In the mean time, I’m eagerly preparing for this upcoming Tuesday evening at the CSC, where Sarah and I would love to see you for the January 2010 Deviants Online workshop. Or if you can’t make it for any reason at all, then perhaps someone you know—or someone who knows of you—can come, so please help spread the word to anyone you think would find this event helpful. :)

Here’s the entirety of Sarah’s announcement post about Tuesday’s event:

The first workshop was amazing – great conversation & lots of amazing ideas and concepts were brought up. We’re looking forward to doing it all over again in January – so here’s the information for you to add to your calendar, pimp out to your friends, and note in your holiday cards as you send them out. We hope you can join us – and bring along a buddy!

maymay

Meitar "maymay" Moscovitz

Deviants Online
hosted by Sarah Dopp
with special guest Meitar “maymay” Moscovitz

Tuesday, January 12th, 6 – 8pm
Center for Sex & Culture, 1519 Mission Street, San Francisco, CA
Cost: $10-20 sliding scale, no one turned away for lack of funds

Deviants Online explores the ever-changing “best practices” for social media: Facebook, Twitter, MySpace, flickr, blogging, email, websites, and everything else. How can we shine spotlights on what we care about without annoying our friends? What are smart ways to strengthen our relationships and broaden our networks? And how exactly do we get our (many) personal sides to co-exist with our professional life on the same Internet?

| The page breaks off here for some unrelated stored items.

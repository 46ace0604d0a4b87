//! # Probe Target Model
//!
//! A target is a named TCP endpoint whose reachability gets checked.
//!
//! Targets can be written on the command line as `name=host:port`:
//! * `backend=localhost:3001`
//! * `db=10.0.0.7:5432`
//! * `cache=[::1]:6379` (IPv6 literals go in brackets)

use std::fmt;
use std::str::FromStr;

use serde::{Deserialize, Serialize};

use crate::error::ConfigError;

/// A named (host, port) pair.
#[derive(Clone, Debug, PartialEq, Eq, Hash, Serialize, Deserialize)]
pub struct Target {
    pub name: String,
    pub host: String,
    pub port: u16,
}

impl Target {
    /// A host given as `[v6]` is stored without its brackets.
    pub fn new(name: impl Into<String>, host: impl Into<String>, port: u16) -> Self {
        let mut host: String = host.into();
        let bare: Option<String> = host
            .strip_prefix('[')
            .and_then(|inner| inner.strip_suffix(']'))
            .map(str::to_string);
        if let Some(bare) = bare {
            host = bare;
        }

        Self {
            name: name.into(),
            host,
            port,
        }
    }

    /// The `host:port` string handed to the resolver.
    pub fn address(&self) -> String {
        if self.host.contains(':') {
            format!("[{}]:{}", self.host, self.port)
        } else {
            format!("{}:{}", self.host, self.port)
        }
    }
}

impl fmt::Display for Target {
    fn fmt(&self, f: &mut fmt::Formatter<'_>) -> fmt::Result {
        write!(f, "{}={}", self.name, self.address())
    }
}

/// The services checked when the caller does not name any.
pub fn default_targets() -> Vec<Target> {
    vec![
        Target::new("frontend", "localhost", 3002),
        Target::new("backend", "localhost", 3001),
        Target::new("redis", "localhost", 6379),
    ]
}

impl FromStr for Target {
    type Err = ConfigError;

    /// Parses `name=host:port`.
    ///
    /// The port is split off at the last `:`, so only bracketed IPv6 hosts
    /// are accepted.
    fn from_str(s: &str) -> Result<Self, Self::Err> {
        let Some((name, endpoint)) = s.split_once('=') else {
            return Err(ConfigError::invalid_target(s, "expected name=host:port"));
        };

        let name = name.trim();
        if name.is_empty() {
            return Err(ConfigError::invalid_target(s, "name cannot be empty"));
        }

        let (host, port) = parse_endpoint(s, endpoint.trim())?;

        Ok(Target::new(name, host, port))
    }
}

/// Splits `host:port` or `[v6]:port`.
fn parse_endpoint<'a>(original_s: &str, endpoint: &'a str) -> Result<(&'a str, u16), ConfigError> {
    let Some((host, port_str)) = endpoint.rsplit_once(':') else {
        return Err(ConfigError::invalid_target(original_s, "missing port"));
    };

    let host = match host.strip_prefix('[') {
        Some(inner) => inner
            .strip_suffix(']')
            .ok_or_else(|| ConfigError::invalid_target(original_s, "unclosed '[' in host"))?,
        None if host.contains(':') => {
            return Err(ConfigError::invalid_target(
                original_s,
                "IPv6 hosts must be written in brackets",
            ));
        }
        None => host,
    };

    if host.is_empty() {
        return Err(ConfigError::invalid_target(original_s, "host cannot be empty"));
    }

    let port = port_str
        .parse::<u16>()
        .map_err(|e| ConfigError::invalid_target(original_s, format!("invalid port '{port_str}': {e}")))?;

    Ok((host, port))
}

// ╔════════════════════════════════════════════╗
// ║ ████████╗███████╗███████╗████████╗███████╗ ║
// ║ ╚══██╔══╝██╔════╝██╔════╝╚══██╔══╝██╔════╝ ║
// ║    ██║   █████╗  ███████╗   ██║   ███████╗ ║
// ║    ██║   ██╔══╝  ╚════██║   ██║   ╚════██║ ║
// ║    ██║   ███████╗███████║   ██║   ███████║ ║
// ║    ╚═╝   ╚══════╝╚══════╝   ╚═╝   ╚══════╝ ║
// ╚════════════════════════════════════════════╝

As queers, creatives, sex nerds, and other rebels, our lives depend heavily on our friends and extended communities. Whether we’re looking for work opportunities, an audience, or an army of allies, we can all benefit from having a broader network built on trust and appreciation.

In this open-ended discussion workshop, we’ll explore what works and what doesn’t when it comes to representing ourselves online. The material will include a balanced mix of “how to think about it” and “how to do it,” and we’ll have plenty of time for questions. Whether you’ve just signed up for Facebook or have been blogging for years, you’ll leave this workshop full of ideas on what you want to try next.

Deviants Online is hosted by Sarah Dopp, social media educator and founder of http://genderfork.com. It will also have a special guest co-facilitator, maymay!

Why maymay is Awesome
Meitar “maymay” Moscovitz is a “technology geek, sexual freedom and community activist, prickly blogger, and general free spirit.” He makes his living as an Internet technology professional, providing web development, social media consulting, and other technology services. He is the co-author of Foundation Website Creation and AdvancED CSS,and a semi-regular blogger at SitePoint.com. He has lead sessions at conferences such as Sex 2.0, often speaks on the intersection of technology and sexuality, and is a co-founder of the BarCamp-style sexuality unconference series KinkForAll. He also curates the photoblog “Male Submission Art“, co-hosts the webcast KinkOnTap, and has dozens of other projects in various stages of creation.

***Please note: Portions of this event will be recorded and posted online. If you don’t want your voice, name, or image to be included in the recording, you can still come — we’ll give you easy ways to stay off camera. There will also be a stretch of time in the middle that’s completely off-the-record.